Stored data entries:
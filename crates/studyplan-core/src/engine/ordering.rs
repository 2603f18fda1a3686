//! Client-side re-sorting by date.

use std::borrow::Borrow;
use std::cmp::Ordering;

use crate::domain::Task;

/// Stable ascending sort on the date string; undated tasks go last.
///
/// Works on owned tasks as well as on borrowed subsets (`Vec<&Task>`).
pub fn sort_by_date<T: Borrow<Task>>(tasks: &mut [T]) {
    tasks.sort_by(|a, b| compare_dates(a.borrow(), b.borrow()));
}

fn compare_dates(a: &Task, b: &Task) -> Ordering {
    match (&a.date, &b.date) {
        (Some(x), Some(y)) => x.cmp(y),
        (Some(_), None) => Ordering::Less,
        (None, Some(_)) => Ordering::Greater,
        (None, None) => Ordering::Equal,
    }
}
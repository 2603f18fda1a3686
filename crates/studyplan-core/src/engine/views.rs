//! Screen-level view models built from a task list and a reference day.

use std::fmt;
use std::str::FromStr;

use serde::Serialize;

use super::classify::{due_today, overdue};
use super::focus::select_focus_task;
use super::ordering::sort_by_date;
use super::progress::completion_ratio;
use crate::domain::{Category, Task, TaskDate};

/// Home screen summary.
#[derive(Debug, Clone, PartialEq, Eq, Serialize)]
pub struct Dashboard<'a> {
    pub reference: TaskDate,
    pub today: Vec<&'a Task>,
    pub today_ratio: u8,
    pub overall_ratio: u8,
    pub total: usize,
    pub completed: usize,
    pub overdue: usize,
    pub focus: Option<&'a Task>,
}

impl<'a> Dashboard<'a> {
    pub fn compute(tasks: &'a [Task], reference: &TaskDate) -> Self {
        let today = due_today(tasks, reference);
        let focus = select_focus_task(today.iter().copied());
        Self {
            reference: reference.clone(),
            today_ratio: completion_ratio(today.iter().copied()),
            overall_ratio: completion_ratio(tasks),
            total: tasks.len(),
            completed: tasks.iter().filter(|t| t.completed).count(),
            overdue: overdue(tasks, reference).len(),
            focus,
            today,
        }
    }

    /// Everything scheduled for today is done (and there was something).
    pub fn day_complete(&self) -> bool {
        !self.today.is_empty() && self.today.iter().all(|t| t.completed)
    }
}

/// Listing filter of the schedule screen.
#[derive(Debug, Clone, Copy, Default, PartialEq, Eq, Serialize)]
#[serde(rename_all = "lowercase")]
pub enum CategoryFilter {
    #[default]
    All,
    Only(Category),
}

impl CategoryFilter {
    pub fn admits(self, task: &Task) -> bool {
        match self {
            CategoryFilter::All => true,
            CategoryFilter::Only(c) => task.category == c,
        }
    }
}

impl fmt::Display for CategoryFilter {
    fn fmt(&self, f: &mut fmt::Formatter<'_>) -> fmt::Result {
        match self {
            CategoryFilter::All => f.write_str("all"),
            CategoryFilter::Only(c) => c.fmt(f),
        }
    }
}

impl FromStr for CategoryFilter {
    type Err = String;

    fn from_str(s: &str) -> Result<Self, Self::Err> {
        match s.trim().to_ascii_lowercase().as_str() {
            "all" | "todos" => Ok(CategoryFilter::All),
            other => other.parse().map(CategoryFilter::Only),
        }
    }
}

/// Schedule listing grouped by category, each group sorted by date.
#[derive(Debug, Clone, PartialEq, Eq, Serialize)]
pub struct Schedule<'a> {
    pub filter: CategoryFilter,
    pub theory: Vec<&'a Task>,
    pub exercise: Vec<&'a Task>,
}

impl<'a> Schedule<'a> {
    pub fn compute(tasks: &'a [Task], filter: CategoryFilter) -> Self {
        let group = |category: Category| {
            let mut group: Vec<&Task> = tasks
                .iter()
                .filter(|t| filter.admits(t) && t.category == category)
                .collect();
            sort_by_date(&mut group);
            group
        };
        Self {
            filter,
            theory: group(Category::Theory),
            exercise: group(Category::Exercise),
        }
    }

    pub fn group(&self, category: Category) -> &[&'a Task] {
        match category {
            Category::Theory => &self.theory,
            Category::Exercise => &self.exercise,
        }
    }

    pub fn is_empty(&self) -> bool {
        self.theory.is_empty() && self.exercise.is_empty()
    }
}
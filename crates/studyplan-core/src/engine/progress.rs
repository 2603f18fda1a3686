//! Completion ratios: overall, per category, and for the reference day.

use serde::Serialize;

use crate::domain::{Category, Task, TaskDate};

/// Integer percent of completed tasks, rounded half up. `0` for no tasks.
///
/// 199 of 200 rounds up to `100` like any other half.
///
/// Always computed from the given subset; per-category ratios are never
/// derived by averaging other ratios.
pub fn completion_ratio<'a, I>(tasks: I) -> u8
where
    I: IntoIterator<Item = &'a Task>,
{
    let (total, done) = tasks.into_iter().fold((0u64, 0u64), |(total, done), t| {
        (total + 1, done + u64::from(t.completed))
    });
    percent(done, total)
}

/// round(100 * done / total) with halves rounded up, in integer arithmetic.
fn percent(done: u64, total: u64) -> u8 {
    if total == 0 {
        return 0;
    }
    ((200 * done + total) / (2 * total)) as u8
}

#[derive(Debug, Clone, Copy, Default, PartialEq, Eq, Serialize)]
pub struct CategoryProgress {
    pub total: usize,
    pub completed: usize,
    pub ratio: u8,
}

impl CategoryProgress {
    pub fn of<'a, I>(tasks: I) -> Self
    where
        I: IntoIterator<Item = &'a Task>,
    {
        let (total, completed) = tasks.into_iter().fold((0usize, 0usize), |(n, c), t| {
            (n + 1, c + usize::from(t.completed))
        });
        Self {
            total,
            completed,
            ratio: percent(completed as u64, total as u64),
        }
    }

    pub fn pending(&self) -> usize {
        self.total - self.completed
    }
}

/// Aggregate statistics for the progress screen.
#[derive(Debug, Clone, PartialEq, Eq, Serialize)]
pub struct ProgressReport {
    pub reference: TaskDate,
    pub overall: CategoryProgress,
    pub theory: CategoryProgress,
    pub exercise: CategoryProgress,
    pub today: CategoryProgress,
}

impl ProgressReport {
    pub fn compute(tasks: &[Task], reference: &TaskDate) -> Self {
        Self {
            reference: reference.clone(),
            overall: CategoryProgress::of(tasks),
            theory: CategoryProgress::of(in_category(tasks, Category::Theory)),
            exercise: CategoryProgress::of(in_category(tasks, Category::Exercise)),
            today: CategoryProgress::of(tasks.iter().filter(|t| t.is_on(reference))),
        }
    }

    pub fn category(&self, category: Category) -> &CategoryProgress {
        match category {
            Category::Theory => &self.theory,
            Category::Exercise => &self.exercise,
        }
    }
}

fn in_category(tasks: &[Task], category: Category) -> impl Iterator<Item = &Task> {
    tasks.iter().filter(move |t| t.category == category)
}
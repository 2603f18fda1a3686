//! Session - 認証済みユーザーとトークン取得元の組

use std::fmt;
use std::sync::Arc;

use crate::domain::{Credential, OwnerId};
use crate::ports::{StaticToken, TokenProvider};

/// Session は owner とトークンプロバイダを保持する
///
/// トークンは `credential()` のたびにプロバイダから取り直す。
#[derive(Clone)]
pub struct Session {
    owner: Option<OwnerId>,
    tokens: Arc<dyn TokenProvider>,
}

impl Session {
    pub fn new(owner: Option<OwnerId>, tokens: Arc<dyn TokenProvider>) -> Self {
        Self { owner, tokens }
    }

    /// 固定トークンのセッション
    pub fn with_static_token(owner: impl Into<OwnerId>, token: impl Into<String>) -> Self {
        Self::new(Some(owner.into()), Arc::new(StaticToken::new(token)))
    }

    pub fn signed_out() -> Self {
        Self::new(None, Arc::new(StaticToken::signed_out()))
    }

    pub fn owner(&self) -> Option<&OwnerId> {
        self.owner.as_ref()
    }

    pub async fn credential(&self) -> Option<Credential> {
        self.tokens.token().await
    }
}

impl fmt::Debug for Session {
    fn fmt(&self, f: &mut fmt::Formatter<'_>) -> fmt::Result {
        f.debug_struct("Session")
            .field("owner", &self.owner)
            .finish_non_exhaustive()
    }
}

#[cfg(test)]
mod tests {
    use super::*;

    #[tokio::test]
    async fn static_session_yields_owner_and_token() {
        let session = Session::with_static_token("user_1", "tok");
        assert_eq!(session.owner().map(OwnerId::as_str), Some("user_1"));
        assert_eq!(session.credential().await, Some(Credential::new("tok")));
    }

    #[tokio::test]
    async fn signed_out_session_has_nothing() {
        let session = Session::signed_out();
        assert_eq!(session.owner(), None);
        assert_eq!(session.credential().await, None);
    }
}
//! Clock port - 時刻の抽象化
//!
//! 「今日」の判定（due today / overdue）と ULID のタイムスタンプに使います。

use chrono::{DateTime, Local, NaiveDate, TimeZone, Utc};

use crate::domain::TaskDate;

/// Clock は現在時刻を提供
///
/// # テスト容易性
/// - trait により時刻を差し替え可能
/// - テストでは FixedClock を使用
pub trait Clock: Send + Sync {
    fn now(&self) -> DateTime<Utc>;

    /// 利用者にとっての「今日」
    fn today(&self) -> NaiveDate {
        self.now().date_naive()
    }

    /// 集計エンジンに渡す基準日（canonical 形式）
    fn reference_date(&self) -> TaskDate {
        TaskDate::from_naive(self.today())
    }
}

/// SystemClock は本番用。「今日」はローカルタイムゾーンで判定する。
#[derive(Debug, Clone, Copy, Default)]
pub struct SystemClock;

impl Clock for SystemClock {
    fn now(&self) -> DateTime<Utc> {
        Utc::now()
    }

    fn today(&self) -> NaiveDate {
        Local::now().date_naive()
    }
}

/// FixedClock はテスト用。常に同じ時刻を返す。
#[derive(Debug, Clone, Copy)]
pub struct FixedClock {
    at: DateTime<Utc>,
}

impl FixedClock {
    pub fn new(at: DateTime<Utc>) -> Self {
        Self { at }
    }

    /// 指定日の 00:00 UTC に固定
    pub fn on(date: NaiveDate) -> Self {
        Self::new(Utc.from_utc_datetime(&date.and_time(chrono::NaiveTime::MIN)))
    }
}

impl Clock for FixedClock {
    fn now(&self) -> DateTime<Utc> {
        self.at
    }
}
//! Aggregation engine.
//!
//! Pure functions of a task list and a reference day: no I/O, no clock, no
//! store. Everything the screens show is recomputed from the full in-memory
//! list through this module.

pub mod calendar;
pub mod classify;
pub mod focus;
pub mod ordering;
pub mod progress;
pub mod views;

pub use calendar::{DayBucket, MonthGrid, YearMonth, bucket_by_date, days_in_month, first_weekday};
pub use classify::{Temporal, classify, due_today, overdue};
pub use focus::select_focus_task;
pub use ordering::sort_by_date;
pub use progress::{CategoryProgress, ProgressReport, completion_ratio};
pub use views::{CategoryFilter, Dashboard, Schedule};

WORK REQUIRED
Search the entries above for the word "tokens", and copy every line where it occurs.

SOLVED EXERCISE
    tokens: Arc<dyn TokenProvider>,
    pub fn new(owner: Option<OwnerId>, tokens: Arc<dyn TokenProvider>) -> Self {
        Self { owner, tokens }
        self.tokens.token().await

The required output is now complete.